Anthony Vazquez/Sun-Times

Close to three dozen environmental and community activists held a more than hour-long protest outside the police-guarded gate of a controversial Target distribution warehouse in Little Village Tuesday, saying the new facility will add an estimated 700 polluting diesel trucks a day to an already congested stretch of South Pulaski Road. 

The action took place as about 100 people attended an indoor ribbon-cutting ceremony at the 1 million square foot warehouse at 3501 S. Pulaski Road. Unlike most ceremonial events to mark a business’ opening, media was banned from the indoor event despite Target’s insistence that the warehouse is a positive addition to the community, promising 2,000 jobs starting at $18 an hour. 

Only one elected official, Ald. Michael Rodriguez (22nd), attended the event, while protesters held signs outside that read “Don’t Target us.”

The warehouse project has been controversial from the day it was announced three years ago by developer Hilco Redevelopment Partners. Community activists had fought for more than a decade to shut down the Crawford coal-fired power plant that was eventually closed in 2012. But the addition of a warehouse that would substantially increase truck traffic and subsequent air pollution was unwelcome in the Latino-majority community. 

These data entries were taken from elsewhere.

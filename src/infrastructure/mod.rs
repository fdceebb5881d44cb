//! Infrastructure layer for platform concerns.
//!
//! Houses the utilities that depend on the host environment rather than on
//! the catalog domain. Currently that is path resolution for configuration
//! and log files.

pub mod paths;

pub use paths::{config_dir, config_file, data_dir};
//! Error types for the Tunedex client.
//!
//! This module defines the centralized error type [`TunedexError`] and a type alias
//! [`Result`] for convenient error handling throughout the crate. All errors are
//! implemented using the `thiserror` crate for automatic `Error` trait implementation.

use thiserror::Error;

/// The main error type for Tunedex client operations.
///
/// This enum consolidates all error conditions that can occur while the client
/// runs, from gateway failures to configuration problems. Most variants wrap
/// underlying errors from external crates using `#[from]` for automatic conversion.
///
/// # Examples
///
/// ```
/// use tunedex::domain::TunedexError;
///
/// fn check_stars(raw: &str) -> Result<u8, TunedexError> {
///     raw.trim()
///         .parse()
///         .map_err(|_| TunedexError::Input(format!("not a whole number: '{raw}'")))
/// }
///
/// assert!(check_stars("4").is_ok());
/// assert!(check_stars("four").is_err());
/// ```
#[derive(Debug, Error)]
pub enum TunedexError {
    /// A catalog API call failed.
    ///
    /// Wraps the gateway error taxonomy, covering both transport failures and
    /// application-level rejections. Automatically converts from
    /// [`crate::api::ApiError`] using the `#[from]` attribute.
    #[error("{0}")]
    Api(#[from] crate::api::ApiError),

    /// User input was missing or malformed.
    ///
    /// Raised before any request is sent, for example when a star rating does
    /// not parse as an integer or a required field is empty. The string holds
    /// the message shown in the status line.
    #[error("{0}")]
    Input(String),

    /// Configuration is invalid or missing.
    ///
    /// Occurs when the configuration file cannot be read or parsed. The string
    /// describes the specific configuration problem.
    #[error("Configuration error: {0}")]
    Config(String),

    /// Theme parsing or loading failed.
    ///
    /// Occurs when a theme file cannot be read or does not parse as a theme.
    #[error("Theme error: {0}")]
    Theme(String),

    /// Terminal or filesystem I/O failed.
    ///
    /// Wraps errors from standard library I/O operations and the terminal
    /// backend. Automatically converts from `std::io::Error`.
    #[error("IO error: {0}")]
    Io(#[from] std::io::Error),
}

/// A specialized `Result` type for Tunedex operations.
///
/// This is a type alias for `std::result::Result<T, TunedexError>` that simplifies
/// function signatures throughout the codebase.
pub type Result<T> = std::result::Result<T, TunedexError>;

“The best we can get is more trailer trucks in our neighborhood,” said Little Village Environmental Justice Organization executive director Kim Wasserman, who helped lead the charge to shut down the Crawford plant. “That ain’t right.”

Calling the addition of another large source of pollution in a low-income community of color racist, Wasserman vowed to keep up the fight.

“We are fighting against environmental racism in this city and we are going to win,” she told the crowd. 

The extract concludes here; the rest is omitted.